Saved entries:
== Segment start ==

//! Loads a [`Snapshot`] from a `DuckDB` file.
//!
//! The file is written by the ingestion step and contains three tables:
//!
//! - `stops(stop_id, stop_code, stop_name, lat, lon)`, canonical order is
//!   insertion order
//! - `incidents(category, occurred_at, quart, lat, lon)` where `quart` is
//!   the stored time bucket label (`nuit`, `jour`, `soir`)
//! - `stop_frequencies(stop_id, morning, day, evening)` (optional)
//!
//! Rows that cannot be interpreted (unknown `quart`, unparseable timestamp)
//! are skipped and reported as a data-quality warning. Rows with missing or
//! invalid coordinates are kept here and excluded by the spatial index.

use std::collections::BTreeMap;
use std::path::{Path, PathBuf};

use chrono::{DateTime, NaiveDate, NaiveDateTime, Utc};
use duckdb::Connection;
use envwatch_geography_models::Coordinate;
use envwatch_incident_models::{Incident, TimeBucket};
use envwatch_transit_models::{Stop, StopFrequency};

use crate::{Snapshot, StoreError};

/// Creates the snapshot tables if they don't exist.
///
/// # Errors
///
/// Returns [`StoreError`] if schema creation fails.
pub fn create_schema(conn: &Connection) -> Result<(), StoreError> {
    conn.execute_batch(
        "CREATE TABLE IF NOT EXISTS stops (
            stop_id TEXT NOT NULL,
            stop_code TEXT,
            stop_name TEXT,
            lat DOUBLE,
            lon DOUBLE
        );

        CREATE TABLE IF NOT EXISTS incidents (
            category TEXT NOT NULL,
            occurred_at TIMESTAMP,
            quart TEXT,
            lat DOUBLE,
            lon DOUBLE
        );

        CREATE TABLE IF NOT EXISTS stop_frequencies (
            stop_id TEXT NOT NULL PRIMARY KEY,
            morning INTEGER NOT NULL DEFAULT 0,
            day INTEGER NOT NULL DEFAULT 0,
            evening INTEGER NOT NULL DEFAULT 0
        );",
    )?;
    Ok(())
}

/// Opens the snapshot database read-only.
///
/// # Errors
///
/// Returns [`StoreError::Unavailable`] if the file does not exist, or
/// [`StoreError::Database`] if it cannot be opened.
pub fn open(path: &Path) -> Result<Connection, StoreError> {
    if !path.exists() {
        return Err(StoreError::unavailable(format!(
            "snapshot database {} does not exist",
            path.display()
        )));
    }

    let conn = Connection::open_with_flags(
        path,
        duckdb::Config::default().access_mode(duckdb::AccessMode::ReadOnly)?,
    )?;
    Ok(conn)
}

/// Loads a snapshot from the `DuckDB` file at `path`.
///
/// Runs on the blocking thread pool.
///
/// # Errors
///
/// Returns [`StoreError`] if the file cannot be opened or read.
pub async fn load(path: PathBuf) -> Result<Snapshot, StoreError> {
    tokio::task::spawn_blocking(move || {
        let conn = open(&path)?;
        read_snapshot(&conn)
    })
    .await
    .map_err(|e| StoreError::unavailable(format!("snapshot load task failed: {e}")))?
}

/// Reads every snapshot table from an open connection.
///
/// # Errors
///
/// Returns [`StoreError`] if a query fails.
pub fn read_snapshot(conn: &Connection) -> Result<Snapshot, StoreError> {
    let stops = read_stops(conn)?;
    log::info!("Read {} stops", stops.len());

    let incidents = read_incidents(conn)?;
    log::info!("Read {} incidents", incidents.len());

    let frequencies = if table_exists(conn, "stop_frequencies")? {
        read_frequencies(conn)?
    } else {
        log::warn!("No stop_frequencies table, stop frequencies will be unavailable");
        BTreeMap::new()
    };

    Ok(Snapshot::new(stops, incidents, frequencies))
}

fn table_exists(conn: &Connection, name: &str) -> Result<bool, StoreError> {
    let count: i64 = conn.query_row(
        "SELECT COUNT(*) FROM information_schema.tables WHERE table_name = ?",
        [name],
        |row| row.get(0),
    )?;
    Ok(count > 0)
}

fn read_stops(conn: &Connection) -> Result<Vec<Stop>, StoreError> {
    let mut stmt =
        conn.prepare("SELECT stop_id, stop_code, stop_name, lat, lon FROM stops ORDER BY rowid")?;
    let mut rows = stmt.query([])?;
    let mut stops = Vec::new();

    while let Some(row) = rows.next()? {
        let stop_id: String = row.get(0)?;
        if stop_id.is_empty() {
            continue;
        }
        let lat: Option<f64> = row.get(3)?;
        let lon: Option<f64> = row.get(4)?;

        stops.push(Stop {
            stop_id,
            stop_code: row.get(1)?,
            stop_name: row.get(2)?,
            location: Coordinate::new(lat.unwrap_or(f64::NAN), lon.unwrap_or(f64::NAN)),
        });
    }

    Ok(stops)
}

fn read_incidents(conn: &Connection) -> Result<Vec<Incident>, StoreError> {
    let mut stmt =
        conn.prepare("SELECT category, occurred_at::TEXT, quart, lat, lon FROM incidents")?;
    let mut rows = stmt.query([])?;
    let mut incidents = Vec::new();
    let mut unknown_bucket = 0usize;
    let mut bad_timestamp = 0usize;

    while let Some(row) = rows.next()? {
        let category: String = row.get(0)?;
        let occurred_at: Option<String> = row.get(1)?;
        let quart: Option<String> = row.get(2)?;
        let lat: Option<f64> = row.get(3)?;
        let lon: Option<f64> = row.get(4)?;

        let Some(time_bucket) = quart
            .as_deref()
            .and_then(|q| TimeBucket::from_stored_label(q).ok())
        else {
            log::debug!("Skipping incident with unknown quart {quart:?}");
            unknown_bucket += 1;
            continue;
        };

        let Some(occurred_at) = occurred_at.as_deref().and_then(parse_timestamp) else {
            bad_timestamp += 1;
            continue;
        };

        incidents.push(Incident {
            category,
            occurred_at,
            time_bucket,
            location: Coordinate::new(lat.unwrap_or(f64::NAN), lon.unwrap_or(f64::NAN)),
        });
    }

    if unknown_bucket > 0 {
        log::warn!("Skipped {unknown_bucket} incidents with an unknown time bucket label");
    }
    if bad_timestamp > 0 {
        log::warn!("Skipped {bad_timestamp} incidents with a missing or unparseable timestamp");
    }

    Ok(incidents)
}

fn read_frequencies(conn: &Connection) -> Result<BTreeMap<String, StopFrequency>, StoreError> {
    let mut stmt = conn.prepare("SELECT stop_id, morning, day, evening FROM stop_frequencies")?;
    let mut rows = stmt.query([])?;
    let mut map = BTreeMap::new();

    while let Some(row) = rows.next()? {
        let stop_id: String = row.get(0)?;
        let morning: i64 = row.get(1)?;
        let day: i64 = row.get(2)?;
        let evening: i64 = row.get(3)?;

        map.insert(
            stop_id,
            StopFrequency {
                morning: to_count(morning),
                day: to_count(day),
                evening: to_count(evening),
            },
        );
    }

    Ok(map)
}

fn to_count(value: i64) -> u32 {
    u32::try_from(value.max(0)).unwrap_or(u32::MAX)
}

/// Parses a `DuckDB` timestamp text representation into a UTC `DateTime`.
///
/// `DuckDB`'s `::TEXT` cast can produce several formats depending on the
/// column type and stored precision:
/// - `2024-01-15` (`DATE` columns)
/// - `2024-01-15 10:30:00` (no fractional seconds)
/// - `2024-01-15 10:30:00.123` (fractional seconds)
/// - `2024-01-15 10:30:00+00` (with timezone)
/// - `2024-01-15 10:30:00.123+00` (both)
///
/// This function tries them in order and returns the first successful parse.
fn parse_timestamp(s: &str) -> Option<DateTime<Utc>> {
    let s = s.trim();

    if let Ok(dt) = DateTime::parse_from_rfc3339(s) {
        return Some(dt.with_timezone(&Utc));
    }
    if let Ok(dt) = DateTime::parse_from_str(s, "%Y-%m-%d %H:%M:%S%#z") {
        return Some(dt.with_timezone(&Utc));
    }
    if let Ok(dt) = DateTime::parse_from_str(s, "%Y-%m-%d %H:%M:%S%.f%#z") {
        return Some(dt.with_timezone(&Utc));
    }

    // Fall back to naive (no timezone), assume UTC
    if let Ok(naive) = NaiveDateTime::parse_from_str(s, "%Y-%m-%d %H:%M:%S") {
        return Some(DateTime::<Utc>::from_naive_utc_and_offset(naive, Utc));
    }
    if let Ok(naive) = NaiveDateTime::parse_from_str(s, "%Y-%m-%d %H:%M:%S%.f") {
        return Some(DateTime::<Utc>::from_naive_utc_and_offset(naive, Utc));
    }
    if let Some(naive) = NaiveDate::parse_from_str(s, "%Y-%m-%d")
        .ok()
        .and_then(|d| d.and_hms_opt(0, 0, 0))
    {
        return Some(DateTime::<Utc>::from_naive_utc_and_offset(naive, Utc));
    }

    log::debug!("Failed to parse timestamp: {s:?}");
    None
}

#[cfg(test)]
mod tests {
    use super::*;
    use crate::{IncidentStore as _, SnapshotStore};
    use envwatch_incident_models::FilterSignature;

    fn seeded_connection() -> Connection {
        let conn = Connection::open_in_memory().unwrap();
        create_schema(&conn).unwrap();
        conn.execute_batch(
            "INSERT INTO stops VALUES
                ('S2', '52', 'Berri-UQAM', 45.5150, -73.5610),
                ('S1', '51', 'Place-des-Arts', 45.5080, -73.5690),
                ('', NULL, 'blank id', 45.0, -73.0);

             INSERT INTO incidents VALUES
                ('Vol', '2024-01-15 10:30:00', 'jour', 45.5151, -73.5611),
                ('Méfait', '2024-01-16 22:00:00', 'soir', 45.5081, -73.5691),
                ('Vol', '2024-01-17 03:00:00', 'nuit', NULL, NULL),
                ('Vol', '2024-01-18 03:00:00', 'matin', 45.5150, -73.5610),
                ('Vol', NULL, 'jour', 45.5150, -73.5610);

             INSERT INTO stop_frequencies VALUES ('S1', 10, 20, 30);",
        )
        .unwrap();
        conn
    }

    #[test]
    fn parses_duckdb_timestamp_variants() {
        let expected = DateTime::parse_from_rfc3339("2024-01-15T10:30:00Z")
            .unwrap()
            .with_timezone(&Utc);
        assert_eq!(parse_timestamp("2024-01-15 10:30:00"), Some(expected));
        assert_eq!(parse_timestamp("2024-01-15 10:30:00+00"), Some(expected));
        assert_eq!(parse_timestamp("2024-01-15 12:30:00+02"), Some(expected));
        assert_eq!(parse_timestamp("2024-01-15T10:30:00Z"), Some(expected));
        assert!(parse_timestamp("2024-01-15 10:30:00.123").is_some());
        assert!(parse_timestamp("2024-01-15 10:30:00.123+00").is_some());

        let midnight = parse_timestamp("2024-01-15").unwrap();
        assert_eq!(midnight.to_rfc3339(), "2024-01-15T00:00:00+00:00");

        assert_eq!(parse_timestamp("yesterday"), None);
    }

    #[test]
    fn negative_counts_clamp_to_zero() {
        assert_eq!(to_count(-4), 0);
        assert_eq!(to_count(12), 12);
    }

    #[tokio::test]
    async fn reads_snapshot_tables() {
        let conn = seeded_connection();
        let store = SnapshotStore::with_snapshot(read_snapshot(&conn).unwrap());

        let stops = store.load_stops().await.unwrap();
        let ids: Vec<&str> = stops.iter().map(|s| s.stop_id.as_str()).collect();
        assert_eq!(ids, vec!["S2", "S1"]);
        assert_eq!(stops[0].stop_name.as_deref(), Some("Berri-UQAM"));

        let snapshot = store.current().unwrap();
        // unknown quart and NULL timestamp rows are dropped while reading,
        // the NULL coordinate row is dropped by the index
        assert_eq!(snapshot.incidents().len(), 2);
        assert_eq!(snapshot.incidents().excluded(), 1);

        let freq = store.stop_frequency("S1").await.unwrap().unwrap();
        assert_eq!((freq.morning, freq.day, freq.evening), (10, 20, 30));
    }

    #[tokio::test]
    async fn counts_after_loading() {
        let conn = seeded_connection();
        let store = SnapshotStore::with_snapshot(read_snapshot(&conn).unwrap());
        let stops = store.load_stops().await.unwrap();

        let all = FilterSignature::unfiltered();
        let near_berri = store
            .count_within(stops[0].location, 500.0, &all)
            .await
            .unwrap();
        assert_eq!(near_berri, 1);

        let evening = FilterSignature::from_tokens(Some("evening"), None).unwrap();
        let near_pda = store
            .count_within(stops[1].location, 500.0, &evening)
            .await
            .unwrap();
        assert_eq!(near_pda, 1);
    }

    #[test]
    fn missing_frequencies_table_is_tolerated() {
        let conn = Connection::open_in_memory().unwrap();
        conn.execute_batch(
            "CREATE TABLE stops (stop_id TEXT, stop_code TEXT, stop_name TEXT, lat DOUBLE, lon DOUBLE);
             CREATE TABLE incidents (category TEXT, occurred_at TIMESTAMP, quart TEXT, lat DOUBLE, lon DOUBLE);
             INSERT INTO stops VALUES ('S1', NULL, NULL, 45.5, -73.5);",
        )
        .unwrap();
        let snapshot = read_snapshot(&conn).unwrap();
        assert_eq!(snapshot.stops().len(), 1);
    }

    #[tokio::test]
    async fn load_missing_file_is_unavailable() {
        let path = std::env::temp_dir().join("envwatch-does-not-exist.duckdb");
        let err = load(path).await.err().unwrap();
        assert!(matches!(err, StoreError::Unavailable { .. }));
    }

    #[tokio::test]
    async fn load_from_file() {
        let path = std::env::temp_dir().join(format!(
            "envwatch-snapshot-test-{}.duckdb",
            std::process::id()
        ));
        let _ = std::fs::remove_file(&path);
        {
            let conn = Connection::open(&path).unwrap();
            create_schema(&conn).unwrap();
            conn.execute_batch(
                "INSERT INTO stops VALUES ('S1', NULL, 'Jean-Talon', 45.5390, -73.6140);
                 INSERT INTO incidents VALUES ('Vol', '2024-02-01', 'jour', 45.5391, -73.6141);",
            )
            .unwrap();
        }

        let snapshot = load(path.clone()).await.unwrap();
        assert_eq!(snapshot.stops().len(), 1);
        assert_eq!(snapshot.incidents().len(), 1);
        assert_eq!(snapshot.stops()[0].stop_id, "S1");

        let _ = std::fs::remove_file(&path);
    }
}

== Segment end ==

Activity: The answer should be only the number of lines in the data that include "NaiveDateTime".

Answer for this exercise: 3